Tuesday, May 20, 2008

Medo



Nunca tive medo do escuro.
Em criança, quando acordava a meio da noite, desafiava-me a mim própria a vaguear pela casa, a descobrir as formas das sombras mais assustadoras, a encontrar os barulhos estranhos. Gelava os pés, descalços, no pavimento da cozinha enquanto fitava o quintal escuro, ouvia o barulho das árvores, dos cães e outros bichos que vagueavam por lá.
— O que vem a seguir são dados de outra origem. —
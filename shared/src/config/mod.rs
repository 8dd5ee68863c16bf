//! Configuration module
//!
//! - `auth` - Signing secret, token lifetimes and stale token cleanup
//! - `database` - Database connection and pool configuration
//! - `environment` - Environment detection and logging configuration

pub mod auth;
pub mod database;
pub mod environment;

use serde::{Deserialize, Serialize};

use crate::errors::ConfigError;

// Re-export commonly used types
pub use auth::{
    AuthConfig, JwtConfig, ReaperConfig, ACCESS_TTL_MINUTES_RANGE, MIN_SECRET_BYTES,
    REFRESH_TTL_DAYS_RANGE, RETENTION_DAYS_RANGE,
};
pub use database::DatabaseConfig;
pub use environment::{Environment, LogFormat, LoggingConfig};

/// Complete application configuration combining all sub-configurations
#[derive(Debug, Clone, Deserialize, Serialize)]
pub struct AppConfig {
    /// Environment configuration
    pub environment: Environment,

    /// Database configuration
    pub database: DatabaseConfig,

    /// Credential configuration
    pub auth: AuthConfig,

    /// Logging configuration
    #[serde(default)]
    pub logging: LoggingConfig,
}

impl Default for AppConfig {
    fn default() -> Self {
        let env = Environment::default();
        Self {
            environment: env,
            database: DatabaseConfig::default(),
            auth: AuthConfig::default(),
            logging: LoggingConfig::for_environment(env),
        }
    }
}

impl AppConfig {
    /// Load configuration from environment variables
    pub fn from_env() -> Self {
        let environment = Environment::from_env();
        Self {
            environment,
            database: DatabaseConfig::from_env(),
            auth: AuthConfig::from_env(),
            logging: LoggingConfig::for_environment(environment),
        }
    }

    /// Validate every section. Production additionally refuses the default secret.
    pub fn validate(&self) -> Result<(), ConfigError> {
        self.database.validate()?;
        self.auth.validate()?;
        if self.environment.is_production() && self.auth.jwt.is_using_default_secret() {
            return Err(ConfigError::Missing {
                field: "jwt.secret".to_string(),
            });
        }
        Ok(())
    }
}

#[cfg(test)]
mod tests {
    use super::*;

    #[test]
    fn test_default_config_is_valid_outside_production() {
        let config = AppConfig::default();
        assert!(config.validate().is_ok());
    }

    #[test]
    fn test_production_rejects_default_secret() {
        let config = AppConfig {
            environment: Environment::Production,
            ..Default::default()
        };
        assert!(matches!(config.validate(), Err(ConfigError::Missing { .. })));
    }
}
//! Tests for access token signing and validation

use base64::engine::general_purpose::URL_SAFE_NO_PAD;
use base64::Engine;
use chrono::Duration;
use jsonwebtoken::{encode, Algorithm, EncodingKey, Header};
use std::sync::Arc;
use uuid::Uuid;

use super::fixed_now;
use crate::domain::entities::ClaimValue;
use crate::errors::{DomainError, TokenError};
use crate::services::clock::ManualClock;
use crate::services::token::{AccessTokenIssuer, ClaimsBuilder, ExtraClaims, TokenServiceConfig};

fn create_test_issuer() -> (AccessTokenIssuer, Arc<ManualClock>) {
    let clock = Arc::new(ManualClock::new(fixed_now()));
    let issuer = AccessTokenIssuer::new(&TokenServiceConfig::default(), clock.clone())
        .expect("Failed to create issuer");
    (issuer, clock)
}

fn token_error(result: Result<impl std::fmt::Debug, DomainError>) -> TokenError {
    match result {
        Err(DomainError::Token(e)) => e,
        other => panic!("expected token error, got {:?}", other),
    }
}

#[test]
fn test_issue_and_validate() {
    let (issuer, _clock) = create_test_issuer();
    let user_id = Uuid::new_v4();
    let mut extra = ExtraClaims::new();
    extra.insert("depot_id".to_string(), Some(ClaimValue::from(17i64)));
    let built = ClaimsBuilder::new().build(user_id, "ops@shiptrack.test", &["Staff", "Admin"], Some(&extra));

    let issued = issuer.issue(&built.claims, fixed_now()).unwrap();
    assert_eq!(issued.expires_at, fixed_now() + Duration::minutes(15));

    let claims = issuer.validate(&issued.token, false).unwrap();
    assert_eq!(claims.user_id().unwrap(), user_id);
    assert_eq!(claims.email, "ops@shiptrack.test");
    assert_eq!(claims.role, vec!["Staff".to_string(), "Admin".to_string()]);
    assert_eq!(claims.jti, issued.jti);
    assert_eq!(claims.iss, "shiptrack");
    assert_eq!(claims.aud, "shiptrack-api");
    assert_eq!(claims.iat, fixed_now().timestamp());
    assert_eq!(claims.nbf, fixed_now().timestamp());
    assert_eq!(claims.exp, (fixed_now() + Duration::minutes(15)).timestamp());
    assert_eq!(claims.extra.get("depot_id").map(String::as_str), Some("17"));
}

#[test]
fn test_unique_jti_per_token() {
    let (issuer, _clock) = create_test_issuer();
    let built = ClaimsBuilder::new().build(Uuid::new_v4(), "a@b.test", &["Staff"], None);

    let first = issuer.issue(&built.claims, fixed_now()).unwrap();
    let second = issuer.issue(&built.claims, fixed_now()).unwrap();

    assert_ne!(first.jti, second.jti);
    assert_ne!(first.token, second.token);
}

#[test]
fn test_expired_token() {
    let (issuer, clock) = create_test_issuer();
    let built = ClaimsBuilder::new().build(Uuid::new_v4(), "a@b.test", &["Staff"], None);
    let issued = issuer.issue(&built.claims, fixed_now()).unwrap();

    clock.advance(Duration::minutes(15) - Duration::seconds(1));
    assert!(issuer.validate(&issued.token, false).is_ok());

    clock.advance(Duration::seconds(1));
    assert_eq!(token_error(issuer.validate(&issued.token, false)), TokenError::Expired);

    // Principal extraction still works on an expired token
    let claims = issuer.validate(&issued.token, true).unwrap();
    assert_eq!(claims.user_id().unwrap(), built.claims.user_id());
}

#[test]
fn test_not_yet_valid_token() {
    let (issuer, _clock) = create_test_issuer();
    let built = ClaimsBuilder::new().build(Uuid::new_v4(), "a@b.test", &["Staff"], None);
    let issued = issuer.issue(&built.claims, fixed_now() + Duration::hours(1)).unwrap();

    assert_eq!(
        token_error(issuer.validate(&issued.token, false)),
        TokenError::TokenNotYetValid
    );
}

#[test]
fn test_wrong_secret_rejected() {
    let (issuer, clock) = create_test_issuer();
    let mut other_config = TokenServiceConfig::default();
    other_config.jwt_secret = "another-secret-that-is-long-enough-for-hs256".to_string();
    let other = AccessTokenIssuer::new(&other_config, clock).unwrap();

    let built = ClaimsBuilder::new().build(Uuid::new_v4(), "a@b.test", &["Staff"], None);
    let issued = other.issue(&built.claims, fixed_now()).unwrap();

    assert_eq!(
        token_error(issuer.validate(&issued.token, false)),
        TokenError::InvalidSignature
    );
}

#[test]
fn test_tampered_payload_rejected() {
    let (issuer, _clock) = create_test_issuer();
    let built = ClaimsBuilder::new().build(Uuid::new_v4(), "a@b.test", &["Staff"], None);
    let issued = issuer.issue(&built.claims, fixed_now()).unwrap();

    let parts: Vec<&str> = issued.token.split('.').collect();
    let mut payload: serde_json::Value =
        serde_json::from_slice(&URL_SAFE_NO_PAD.decode(parts[1]).unwrap()).unwrap();
    payload["role"] = serde_json::json!(["Admin"]);
    let forged = format!(
        "{}.{}.{}",
        parts[0],
        URL_SAFE_NO_PAD.encode(serde_json::to_vec(&payload).unwrap()),
        parts[2]
    );

    assert_eq!(token_error(issuer.validate(&forged, false)), TokenError::InvalidSignature);
}

#[test]
fn test_unsigned_token_rejected() {
    let (issuer, _clock) = create_test_issuer();
    let built = ClaimsBuilder::new().build(Uuid::new_v4(), "a@b.test", &["Admin"], None);
    let issued = issuer.issue(&built.claims, fixed_now()).unwrap();
    let payload = issued.token.split('.').nth(1).unwrap().to_string();

    let header = URL_SAFE_NO_PAD.encode(br#"{"alg":"none","typ":"JWT"}"#);
    let unsigned = format!("{}.{}.", header, payload);

    assert!(matches!(issuer.validate(&unsigned, false), Err(DomainError::Token(_))));
}

#[test]
fn test_other_hmac_algorithm_rejected() {
    let (issuer, _clock) = create_test_issuer();
    let built = ClaimsBuilder::new().build(Uuid::new_v4(), "a@b.test", &["Staff"], None);
    let issued = issuer.issue(&built.claims, fixed_now()).unwrap();
    let claims = issuer.validate(&issued.token, false).unwrap();

    let secret = TokenServiceConfig::default().jwt_secret;
    let hs512 = encode(
        &Header::new(Algorithm::HS512),
        &claims,
        &EncodingKey::from_secret(secret.as_bytes()),
    )
    .unwrap();

    assert_eq!(token_error(issuer.validate(&hs512, false)), TokenError::InvalidSignature);
}

#[test]
fn test_wrong_issuer_or_audience_rejected() {
    let (issuer, clock) = create_test_issuer();
    let built = ClaimsBuilder::new().build(Uuid::new_v4(), "a@b.test", &["Staff"], None);

    let mut foreign_issuer = TokenServiceConfig::default();
    foreign_issuer.issuer = "someone-else".to_string();
    let foreign = AccessTokenIssuer::new(&foreign_issuer, clock.clone()).unwrap();
    let issued = foreign.issue(&built.claims, fixed_now()).unwrap();
    assert_eq!(token_error(issuer.validate(&issued.token, false)), TokenError::InvalidClaims);

    let mut foreign_audience = TokenServiceConfig::default();
    foreign_audience.audience = "billing-api".to_string();
    let foreign = AccessTokenIssuer::new(&foreign_audience, clock).unwrap();
    let issued = foreign.issue(&built.claims, fixed_now()).unwrap();
    assert_eq!(token_error(issuer.validate(&issued.token, false)), TokenError::InvalidClaims);
}

#[test]
fn test_malformed_token() {
    let (issuer, _clock) = create_test_issuer();
    assert_eq!(
        token_error(issuer.validate("not-a-token", false)),
        TokenError::InvalidTokenFormat
    );
    assert!(issuer.validate("", true).is_err());
}

#[test]
fn test_short_secret_refused() {
    let mut config = TokenServiceConfig::default();
    config.jwt_secret = "too-short".to_string();

    let result = AccessTokenIssuer::new(&config, Arc::new(ManualClock::new(fixed_now())));
    assert!(matches!(result, Err(DomainError::Validation { .. })));
}

#[test]
fn test_out_of_range_lifetimes_refused() {
    let clock = Arc::new(ManualClock::new(fixed_now()));

    let mut config = TokenServiceConfig::default();
    config.access_token_expiry_minutes = 100_000;
    let result = AccessTokenIssuer::new(&config, clock.clone());
    assert!(matches!(result, Err(DomainError::Validation { .. })));

    let mut config = TokenServiceConfig::default();
    config.refresh_token_expiry_days = 365;
    assert!(matches!(config.validate(), Err(DomainError::Validation { .. })));

    let mut config = TokenServiceConfig::default();
    config.refresh_token_expiry_days = i64::MAX / 2;
    assert!(matches!(config.validate(), Err(DomainError::Validation { .. })));

    let mut config = TokenServiceConfig::default();
    config.access_token_expiry_minutes = 1440;
    config.refresh_token_expiry_days = 30;
    assert!(AccessTokenIssuer::new(&config, clock).is_ok());
}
Sentava-me na sala, com as suas janelas gigantes, no sofá grande com os joelhos encostados ao peito, à espera da próxima claridade instantânea, do raio seguido do trovão, contando os segundos que entre os dois tentando calcular a distância da tempestade.
Agora estou no mesmo sítio, não há trovões mas a chuva cai forte, existe outro tipo de escuro, aquele que uma luz acesa não faz desaparecer, aquele que de que tenho medo, aquele onde as pessoas se perdem.

F.E.A.R. • James Lavelle

4 comments:

Nuno Guronsan said...

Em criança também não tinha medo do escuro. Aliás, para adormecer gostava mesmo de mergulhar na escuridão do vale dos lençois, onde sabia que se escondiam todos os meus sonhos preferidos. Para mais, corria uma lenda familiar natalícia, que durante a noite eu iria, pé ante pé, até à mesa posta, deliciar-me com resmas de confeitos.

Agora o escuro onde as pessoas se perdem, parece-me muito mais brutalmente real que o escuro da nossa infância. Até porque, depois de perdermos essas pessoas que nos dizem tanto, o difícil mesmo é mantê-las acesas nos nossos dias, junto de nós. Ao ponto a que chegámos, enquanto espécie...

Beijos, com abraço apertado à mistura.

Ms D. said...

Nuno,

Lembro-me perfeitamente dos teus confeitos e se não estou em erro de ter mencionado o facto de odiar anis de forma timidamente anónima...

Estou com dificuldade em manter acesa a luz para as pessoas que ainda andam por aqui, tenho medo que elas se percam...

Obrigado pelo abraço.

**

Anonymous said...

Por vezes há tempestade sem trovoes, outras ainda, trovoes sem tempestade...
Só encontras aqueles que partem, e há quem sempre te fique á espera em porto; nao tenhas medo desse escuro. Falta é que o conheças, tal como te fizeste em criança...
1xi em amasso
TNZ

Ms D. said...

TNZ,

Não estava de todo à espera de uma visita tua, tão cedo... foi uma surpresa fantástica.
É um grande elogio saber que no meio das vossas andanças ainda tenhas tempo para passar por cá!

Tenho mais medo pelos outros do que por mim, a última tempestade levou-me muitas das minhas forças.

Beijo gigante, até esse lado do mundo!